Study author Dr. Archit Bhatt pooled the results of 18 studies published in medical journals between 1995 and 2008. "Women were 30 percent less likely to have tPA compared to men," he said.

He analyzed data on more than 21,000 people who were given tPA, which is administered intravenously. When he looked just at people who got to the hospital within three hours of the start of their stroke symptoms -- the crucial time window within which tPA must be given -- men were still more likely to be given the clot buster, he said. In this subgroup, "women were 19 percent less likely to get tPA than the men," Bhatt said.

More research is needed to figure out what triggers this gender gap, he added.

However, the gender gap in treatment might be narrowing in some ways, said Dr. Louise D. McCullough, director of stroke research and education at the University of Connecticut Health Center and the Stroke Center at Hartford Hospital.

Though some experts have found that women put off getting medical help when a stroke is suspected, McCullough found differently in her research. She reviewed data on 445 people, 52 percent of them women, who got to the hospital within six hours of the start of symptoms. And she found no difference between men and women in the time it took to get medical help.

Another study provided a possible explanation as to why treatment sometimes differs between genders.

University of Michigan researchers found that women are more likely to have "nontraditional" symptoms such as numbness, visual disturbances or dizziness. Dr. Lynda Lisabeth, an assistant professor of epidemiology at the University of Michigan, targeted 480 people who came to the University of Michigan Hospital between January 2005 and December 2007 for a stroke or a mini-stroke.

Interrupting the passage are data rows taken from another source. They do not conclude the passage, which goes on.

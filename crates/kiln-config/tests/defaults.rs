//! Builtin defaults mirror the production build this tool replaces.

use kiln_config::{JsxMode, KilnConfig, LintLevel};

#[test]
fn externals_cover_page_provided_globals() {
    let table = KilnConfig::default().effective_externals();
    for (name, global) in [
        ("react", "React"),
        ("react-dom", "ReactDOM"),
        ("react-router-dom", "ReactRouterDOM"),
        ("antd", "antd"),
        ("axios", "axios"),
        ("redux", "Redux"),
        ("react-redux", "ReactRedux"),
        ("bizcharts", "BizCharts"),
        ("jquery", "jQuery"),
    ] {
        assert_eq!(table.get(name).map(String::as_str), Some(global), "{name}");
    }
}

#[test]
fn node_builtins_are_stubbed() {
    let cfg = KilnConfig::default();
    for module in ["dgram", "fs", "net", "tls", "child_process"] {
        assert!(cfg.node.stubs.iter().any(|s| s == module), "{module}");
    }
    assert!(cfg.node.dirname);
}

#[test]
fn worker_defaults() {
    let workers = KilnConfig::default().workers;
    assert_eq!(workers.script_workers, 2);
    assert_eq!(workers.style_workers, 2);
    assert_eq!(workers.parallel_jobs, 50);
    assert_eq!(workers.idle_timeout().as_millis(), 2000);
}

#[test]
fn script_and_asset_defaults() {
    let cfg = KilnConfig::default();
    assert_eq!(cfg.assets.inline_limit, 10_240);
    assert_eq!(cfg.scripts.target, "es2015");
    assert_eq!(cfg.scripts.jsx, JsxMode::Classic);
    assert_eq!(cfg.scripts.lint.get("no-debugger"), Some(&LintLevel::Error));
    assert!(cfg.minify.drop_console && cfg.minify.keep_names);
}

#[test]
fn date_library_locales_are_ignored() {
    let cfg = KilnConfig::default();
    assert_eq!(cfg.ignore.len(), 1);
    assert_eq!(cfg.ignore[0].request, r"^\./locale$");
    assert_eq!(cfg.ignore[0].context.as_deref(), Some("moment$"));
}

#[test]
fn service_worker_defaults() {
    let sw = KilnConfig::default().service_worker;
    assert!(sw.enabled);
    assert_eq!(sw.filename, "service-worker.js");
    assert_eq!(sw.dont_cache_bust, r"\.\w{8}\.");
    assert_eq!(sw.navigate_fallback_denylist, vec![r"^/__".to_string()]);
}
/// Accept `/`-rooted paths and absolute http(s) URLs.
pub fn parse_public_path(s: &str) -> Result<String, String> {
    const URL_PREFIXES: &[&str] = &["https://", "http://", "//"];

    if s.starts_with('/') || URL_PREFIXES.iter().any(|p| s.starts_with(p)) {
        return Ok(s.to_string());
    }
    Err(format!("'{s}' is not a public path. Use a path starting with '/' or an absolute URL"))
}

#[cfg(test)]
mod tests {
    use super::*;

    #[test]
    fn accepts_paths_and_urls() {
        for ok in ["/", "/app/", "https://cdn.example.com/app", "//cdn.example.com/"] {
            assert_eq!(parse_public_path(ok).as_deref(), Ok(ok));
        }
    }

    #[test]
    fn rejects_relative_values() {
        assert!(parse_public_path("static/").is_err());
        assert!(parse_public_path("").is_err());
        assert!(parse_public_path("ftp://host/").is_err());
    }
}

She asked all of them about their symptoms. "Among women, 52 percent reported at least one nontraditional symptom, compared to 44 percent of men," she said.

The most common nontraditional symptom they reported was an altered mental state, such as confusion or unconsciousness. The finding that women tend to have nontraditional symptoms did not reach statistical significance, she said. But Lisabeth still thinks that awareness of the possibility of nontraditional symptoms might influence people to seek help sooner.

Some of the news on gender differences -- specifically that nontraditional symptoms might be more common in women -- was surprising to Dr. Mark Goldberg, a professor of neurology at Washington University in St. Louis and a physician at Barnes-Jewish Hospital.

Knowing about such research should help the public, and doctors, become more aware, he said. "The idea that mental confusion is more common in women may change the way emergency medical service personnel are educated, for instance, with doctors alerting them to the possibility," he said.